Nom ▬ レインツリー – Reintsurï – L'arbre à pluie
Prénoms ▬ 愛 – Ai – L'amour
Surnom ▬ Aucuns
Âge ▬ 25 Ans
Nationalité ▬ Amenthalys
Rang Social ▬ Roturière
Sexualité ▬ Hétéro
Métier ▬ Traqueuse
Habitation ▬ Pretty Downtown les quartiers aisés, dans une petite baraque rauque.

PARTICULARITÉS


PHYSIQUE
Taille : 1m55
Poids: 52 kg
Cheveux : Bleu glacial, à la limite du blanc, longs et lisses
Yeux : Bleu hétéroclite, c'est à dire bleu sur le dessus, et vert en dessous, en dégradé progressif.
Aspect : Enfantin, fragile et svelte.

KARNEVALE ▬ Substitution des blessures :
Capacités : Interversion complète des blessures entre le détenteur et sa cible ; Transfert complet, ou partiel des blessures du détenteur vers sa cible ; Transfert complet ou partiel des blessures de la cible vers le détenteur.
Limite du pouvoir : Pour utiliser ce pouvoir, il faut absolument une cible vivante. Il faut aussi avoir un contact physique rapproché avec la cible. De plus chaque blessures transférées peut, selon l'envie et la maîtrise du détenteur, s'atténuer ou s'aggraver légèrement. Aussi, une blessure mortelle ne peut en aucuns moyens être transférée. Enfin, il est impossible pour le détenteur de transférer une blessure qui est relatif à un sens, ainsi le pouvoir ne permet pas de transférer une cécité d'une personne à une autre, ou une aphonie.
Maîtrise (Actuelle) : Maîtrise nulle, Ai vient de découvrir son pouvoir avec effroi, il est possible pour elle de substituer des blessures sans le vouloir, rien qu'en ayant un contact rapproché avec une personne. Bien entendu, il lui est impossible par ce procédé d'en échanger l'entièreté.

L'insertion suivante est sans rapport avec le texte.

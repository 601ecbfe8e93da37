//! Font management for capture.
//!
//! Capture samples pixels only after fonts are resolvable, so the library
//! fronts a shared `fontdb` database handed to the rasterizer. It also
//! implements the core [`FontCatalog`] collaborator interface for the
//! editor's font picker.

use std::sync::{Arc, Mutex};

use async_trait::async_trait;
use carousel_core::{CoreError, CoreResult, FontCatalog, FontResource};
use usvg::fontdb;

/// Shared font database with catalog-style management.
#[derive(Debug, Clone)]
pub struct FontLibrary {
    db: Arc<Mutex<Arc<fontdb::Database>>>,
}

impl FontLibrary {
    /// An empty library. Text renders with fallback metrics until fonts
    /// are installed.
    #[must_use]
    pub fn new() -> Self {
        Self {
            db: Arc::new(Mutex::new(Arc::new(fontdb::Database::new()))),
        }
    }

    /// A library preloaded with the system fonts.
    #[must_use]
    pub fn with_system_fonts() -> Self {
        let mut db = fontdb::Database::new();
        db.load_system_fonts();
        tracing::debug!("Loaded {} system font faces", db.len());
        Self {
            db: Arc::new(Mutex::new(Arc::new(db))),
        }
    }

    /// Install font bytes (TTF/OTF) into the database.
    pub fn install(&self, bytes: Vec<u8>) {
        let mut guard = self.db.lock().unwrap_or_else(std::sync::PoisonError::into_inner);
        Arc::make_mut(&mut guard).load_font_data(bytes);
    }

    /// Family names currently resolvable.
    #[must_use]
    pub fn families(&self) -> Vec<String> {
        let guard = self.db.lock().unwrap_or_else(std::sync::PoisonError::into_inner);
        let mut families: Vec<String> = guard
            .faces()
            .flat_map(|face| face.families.iter().map(|(name, _)| name.clone()))
            .collect();
        families.sort();
        families.dedup();
        families
    }

    /// Snapshot of the database for the rasterizer.
    #[must_use]
    pub fn database(&self) -> Arc<fontdb::Database> {
        self.db
            .lock()
            .unwrap_or_else(std::sync::PoisonError::into_inner)
            .clone()
    }
}

impl Default for FontLibrary {
    fn default() -> Self {
        Self::new()
    }
}

#[async_trait]
impl FontCatalog for FontLibrary {
    async fn list(&self) -> CoreResult<Vec<FontResource>> {
        Ok(self
            .families()
            .into_iter()
            .map(|family| FontResource {
                source: format!("local:{family}"),
                family,
            })
            .collect())
    }

    async fn upload(&self, family: &str, bytes: Vec<u8>) -> CoreResult<FontResource> {
        if bytes.is_empty() {
            return Err(CoreError::FontCatalog(format!(
                "Empty font payload for family {family:?}"
            )));
        }
        self.install(bytes);
        Ok(FontResource {
            family: family.to_string(),
            source: format!("local:{family}"),
        })
    }

    async fn refresh(&self) -> CoreResult<()> {
        let mut guard = self.db.lock().unwrap_or_else(std::sync::PoisonError::into_inner);
        Arc::make_mut(&mut guard).load_system_fonts();
        Ok(())
    }
}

Armes ▬ Ai dispose de deux brassards de combat en métal d'un poids environnant 2.5 kg. Ces brassards forment une lame aiguisée rétractable et ce sur toute leur longueur.
Équipements ▬ Ai détient un collier rare autour du cou, de couleur blanche et vive, la perle brille de mille lueurs la nuit. La fille ne détient pas d'autre biens en particulier si ce n'est quelques vêtements plus ou moins bien présentés.



MOI & SEULEMENT MOI


Description Physique :

Mon coeur vacillait, une déchirure importante me regagnai lorsque je m'avisai des abords. Cette enclave, je la savais et je la mirai du plus profond de mes souvenirs. Mon regard frôlait l'amertume et chacun de mes membres souffraient. Inconsciemment, mon être s'empressait de connaître la vérité. Etait-ce là le lieu de l'amorce, le fondement de tout un destin? Non, pour aucuns motifs cela fut en mesure de vérifier la réalité. Alors mon corps exista à l'inertie soudainement. Je visualisai d'ici la boîte qui m'enrobait et me rongeait l'âme. Certainement, je, et ma destinée aperçurent cet être si délicat qui siégea en façade.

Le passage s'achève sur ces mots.